No success using `RUN_USER=access`, `SSH_USER=access`

Hello all; I am running gitea @1.16.5 inside docker using a number of specialized names and paths.

I am hoping I can enable SSH as user access@base.silicon.am,
so in my config/conf/app.ini I placed:

RUN_USER              = access
APP_DATA_PATH         = /base
SSH_ROOT_PATH         = /base/access/.ssh

In my docker-compose.yml:

...
    environment:
      - USER=access
      - USER_UID=1001
      - USER_GID=1001
      ...
    volumes:
      - /var/home/core/memory/a/base:/base:z
      - /var/home/access/.ssh/:/base/access/.ssh:Z
      - ./config:/config/gitea:Z
      ...
    ports:
      - "450:443"
      - "90:80"
      - "127.0.0.1:2222:22"

Web port 90 is being picked up by Nginx Proxy Manager,
and mapped to the domain name base.assembled.app using SSL,
so I am no longer relying on gitea’s ACME certificate process.
/var/home/... is a quirk on Fedora CoreOS; has the same meaning as /home/...
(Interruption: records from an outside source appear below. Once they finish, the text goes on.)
//! UI-facing projections.
//!
//! The monitor and preview tasks publish these after every mutation; any
//! number of dashboards can render them without touching the owning state.

use std::collections::BTreeMap;

use schemars::JsonSchema;
use serde::{Deserialize, Serialize};

use crate::limb::Limb;

/// A progress bar: integer range, value and a display format string.
///
/// Values are pre-scaled integers (the original widget kind only takes
/// integers, hence the scale factor applied by the monitor).
#[derive(Debug, Clone, PartialEq, Eq, Serialize, Deserialize, JsonSchema)]
pub struct BarState {
    pub min: u32,
    pub max: u32,
    pub value: u32,
    /// Human-readable overlay, e.g. `"2/5 steps"`. Empty hides the overlay.
    pub format: String,
    pub enabled: bool,
}

impl BarState {
    /// The neutral, filled, disabled look shown outside an active goal.
    pub fn idle() -> Self {
        BarState {
            min: 0,
            max: 1,
            value: 1,
            format: String::new(),
            enabled: false,
        }
    }
}

impl Default for BarState {
    fn default() -> Self {
        BarState::idle()
    }
}

/// Execution status rendered as an icon.
#[derive(Debug, Clone, Copy, PartialEq, Eq, Serialize, Deserialize, JsonSchema)]
#[serde(rename_all = "snake_case")]
pub enum StatusIcon {
    /// The goal finished and the result reported success.
    Done,
    /// Steps are executing.
    Play,
    /// Execution is paused.
    Pause,
    /// The producer reported an unknown status.
    Unknown,
    /// A status code outside the known set.
    Warning,
    /// The goal finished and the result reported failure.
    Failed,
}

/// Per-limb coloring on the dashboard.
#[derive(Debug, Clone, Copy, Default, PartialEq, Eq, Serialize, Deserialize, JsonSchema)]
#[serde(rename_all = "snake_case")]
pub enum LimbIndicator {
    /// The limb appears in the feedback's active set.
    Active,
    #[default]
    Neutral,
}

/// Which history-navigation controls are currently usable.
#[derive(Debug, Clone, Copy, Default, PartialEq, Eq, Serialize, Deserialize, JsonSchema)]
pub struct NavState {
    pub top_enabled: bool,
    pub up_enabled: bool,
    pub down_enabled: bool,
    pub bottom_enabled: bool,
}

/// Everything the execution dashboard shows, in one value.
#[derive(Debug, Clone, Default, PartialEq, Serialize, Deserialize, JsonSchema)]
pub struct MonitorSnapshot {
    /// Whether a goal is currently being executed.
    pub running: bool,
    pub overall: BarState,
    pub step: BarState,
    pub status: Option<StatusIcon>,
    pub limbs: BTreeMap<Limb, LimbIndicator>,
    /// History entry under the browsing cursor, empty before any feedback.
    pub description: String,
    pub history_index: usize,
    pub history_len: usize,
    pub nav: NavState,
}

/// Health of one topic subscription, surfaced on the owning panel.
#[derive(Debug, Clone, Default, PartialEq, Eq, Serialize, Deserialize, JsonSchema)]
#[serde(tag = "state", content = "detail", rename_all = "snake_case")]
pub enum TopicStatus {
    #[default]
    Ok,
    Error(String),
}

impl TopicStatus {
    pub fn is_ok(&self) -> bool {
        matches!(self, TopicStatus::Ok)
    }
}

/// Everything the preview panel shows, in one value.
#[derive(Debug, Clone, PartialEq, Serialize, Deserialize, JsonSchema)]
pub struct PreviewSnapshot {
    /// False until the first goal converts successfully; the slider and the
    /// play control stay disabled while false.
    pub goal_loaded: bool,
    pub playing: bool,
    pub auto_play: bool,
    pub speed_factor: f64,
    /// Slider bounds, seconds. Equal bounds mean "no batch".
    pub time_min: f64,
    pub time_max: f64,
    /// Passive slider position, seconds.
    pub time: f64,
    pub goal_topic: TopicStatus,
    pub robot_state_topic: TopicStatus,
}

impl Default for PreviewSnapshot {
    fn default() -> Self {
        PreviewSnapshot {
            goal_loaded: false,
            playing: false,
            auto_play: false,
            speed_factor: 1.0,
            time_min: 0.0,
            time_max: 0.0,
            time: 0.0,
            goal_topic: TopicStatus::Ok,
            robot_state_topic: TopicStatus::Ok,
        }
    }
}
In general, my approach is up and running. My only broken piece is SSH access, as in:

 
[grace@chesapeake domain]$ git push silicon main
access@base.silicon.am: Permission denied (publickey,gssapi-keyex,gssapi-with-mic).
fatal: Could not read from remote repository.

Please make sure you have the correct access rights
and the repository exists.

 [grace@chesapeake domain]$ ssh access@silicon.am
access@silicon.am: Permission denied (publickey,gssapi-keyex,gssapi-with-mic).

The SSH keys I added through the web settings page
are appearing in /var/home/access/.ssh/authorized_keys,
including the prefixed command:

command="/usr/local/bin/gitea --config=/config/gitea/conf/app.ini serv key-1",no-port-forwarding,no-X11-forwarding,no-agent-forwarding,no-pty,no-user-rc,restrict ssh-rsa AAAA....= grace@chesapeake

And the original Gitea Host Key is included also.


I had gone through three choices in the recommended SSH Container Passthrough guides:

  • SSHing Shim (with authorized_keys)
  • SSHing Shell (with authorized_keys)
  • SSH Shell with AuthorizedKeysCommand

The “Docker Shell” choices are likely more of a challenge,
because my access user is unable to run docker exec.

You can see the code I used during my approaches in my program code base.

Can anyone recommend more approaches or missing links?